§ **INSTRUCTIONS TO FOLLOW**
Every entry below must be reproduced exactly.

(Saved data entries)
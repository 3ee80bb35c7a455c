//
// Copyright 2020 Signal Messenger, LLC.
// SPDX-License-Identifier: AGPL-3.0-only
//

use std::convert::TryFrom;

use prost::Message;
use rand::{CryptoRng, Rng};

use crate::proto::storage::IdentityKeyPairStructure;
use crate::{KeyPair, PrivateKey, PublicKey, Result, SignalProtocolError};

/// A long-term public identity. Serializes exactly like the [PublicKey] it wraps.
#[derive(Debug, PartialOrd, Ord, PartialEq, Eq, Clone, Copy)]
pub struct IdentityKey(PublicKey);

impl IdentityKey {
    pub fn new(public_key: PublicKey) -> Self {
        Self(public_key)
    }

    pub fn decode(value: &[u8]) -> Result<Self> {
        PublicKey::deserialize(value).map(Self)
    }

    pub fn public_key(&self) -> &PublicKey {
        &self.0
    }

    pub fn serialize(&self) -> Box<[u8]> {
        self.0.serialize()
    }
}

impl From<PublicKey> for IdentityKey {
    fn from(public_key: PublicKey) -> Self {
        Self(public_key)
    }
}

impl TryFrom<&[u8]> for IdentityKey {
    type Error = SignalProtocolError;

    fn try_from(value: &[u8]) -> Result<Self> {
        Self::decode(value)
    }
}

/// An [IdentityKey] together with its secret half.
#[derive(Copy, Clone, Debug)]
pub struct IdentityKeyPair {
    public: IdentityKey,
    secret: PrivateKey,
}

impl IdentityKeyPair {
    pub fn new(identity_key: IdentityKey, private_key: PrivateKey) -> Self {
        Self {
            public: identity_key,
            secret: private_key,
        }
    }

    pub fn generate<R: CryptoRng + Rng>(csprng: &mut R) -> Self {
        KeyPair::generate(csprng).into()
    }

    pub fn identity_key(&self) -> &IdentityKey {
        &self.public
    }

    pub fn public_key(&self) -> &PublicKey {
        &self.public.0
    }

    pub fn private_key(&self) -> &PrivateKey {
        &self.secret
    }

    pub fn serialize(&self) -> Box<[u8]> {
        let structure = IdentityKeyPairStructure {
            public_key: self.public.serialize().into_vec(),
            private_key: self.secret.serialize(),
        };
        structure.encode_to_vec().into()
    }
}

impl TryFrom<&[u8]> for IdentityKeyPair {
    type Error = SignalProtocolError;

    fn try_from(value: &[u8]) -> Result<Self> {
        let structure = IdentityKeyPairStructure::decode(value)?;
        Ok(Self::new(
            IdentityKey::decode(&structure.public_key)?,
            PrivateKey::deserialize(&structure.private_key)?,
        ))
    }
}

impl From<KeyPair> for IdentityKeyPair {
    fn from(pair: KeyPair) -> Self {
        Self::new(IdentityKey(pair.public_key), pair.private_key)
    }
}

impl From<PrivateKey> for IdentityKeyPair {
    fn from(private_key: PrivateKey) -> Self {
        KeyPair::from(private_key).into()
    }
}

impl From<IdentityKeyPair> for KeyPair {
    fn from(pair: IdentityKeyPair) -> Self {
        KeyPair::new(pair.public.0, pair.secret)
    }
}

§ **OUTPUT OF THE EXERCISE**
repository 3ee80bb35c7a455c
//
// Copyright 2020 Signal Messenger, LLC.
// SPDX-License-Identifier: AGPL-3.0-only
//

use std::convert::TryFrom;

use prost::Message;
use rand::{CryptoRng, Rng};

use crate::proto::storage::IdentityKeyPairStructure;
use crate::{KeyPair, PrivateKey, PublicKey, Result, SignalProtocolError};

/// A long-term public identity. Serializes exactly like the [PublicKey] it wraps.
#[derive(Debug, PartialOrd, Ord, PartialEq, Eq, Clone, Copy)]
pub struct IdentityKey(PublicKey);

impl IdentityKey {
    pub fn new(public_key: PublicKey) -> Self {
        Self(public_key)
    }

    pub fn decode(value: &[u8]) -> Result<Self> {
        PublicKey::deserialize(value).map(Self)
    }

    pub fn public_key(&self) -> &PublicKey {
        &self.0
    }

    pub fn serialize(&self) -> Box<[u8]> {
        self.0.serialize()
    }
}

impl From<PublicKey> for IdentityKey {
    fn from(public_key: PublicKey) -> Self {
        Self(public_key)
    }
}

impl TryFrom<&[u8]> for IdentityKey {
    type Error = SignalProtocolError;

    fn try_from(value: &[u8]) -> Result<Self> {
        Self::decode(value)
    }
}

/// An [IdentityKey] together with its secret half.
#[derive(Copy, Clone, Debug)]
pub struct IdentityKeyPair {
    public: IdentityKey,
    secret: PrivateKey,
}

impl IdentityKeyPair {
    pub fn new(identity_key: IdentityKey, private_key: PrivateKey) -> Self {
        Self {
            public: identity_key,
            secret: private_key,
        }
    }

    pub fn generate<R: CryptoRng + Rng>(csprng: &mut R) -> Self {
        KeyPair::generate(csprng).into()
    }

    pub fn identity_key(&self) -> &IdentityKey {
        &self.public
    }

    pub fn public_key(&self) -> &PublicKey {
        &self.public.0
    }

    pub fn private_key(&self) -> &PrivateKey {
        &self.secret
    }

    pub fn serialize(&self) -> Box<[u8]> {
        let structure = IdentityKeyPairStructure {
            public_key: self.public.serialize().into_vec(),
            private_key: self.secret.serialize(),
        };
        structure.encode_to_vec().into()
    }
}

impl TryFrom<&[u8]> for IdentityKeyPair {
    type Error = SignalProtocolError;

    fn try_from(value: &[u8]) -> Result<Self> {
        let structure = IdentityKeyPairStructure::decode(value)?;
        Ok(Self::new(
            IdentityKey::decode(&structure.public_key)?,
            PrivateKey::deserialize(&structure.private_key)?,
        ))
    }
}

impl From<KeyPair> for IdentityKeyPair {
    fn from(pair: KeyPair) -> Self {
        Self::new(IdentityKey(pair.public_key), pair.private_key)
    }
}

impl From<PrivateKey> for IdentityKeyPair {
    fn from(private_key: PrivateKey) -> Self {
        KeyPair::from(private_key).into()
    }
}

impl From<IdentityKeyPair> for KeyPair {
    fn from(pair: IdentityKeyPair) -> Self {
        KeyPair::new(pair.public.0, pair.secret)
    }
}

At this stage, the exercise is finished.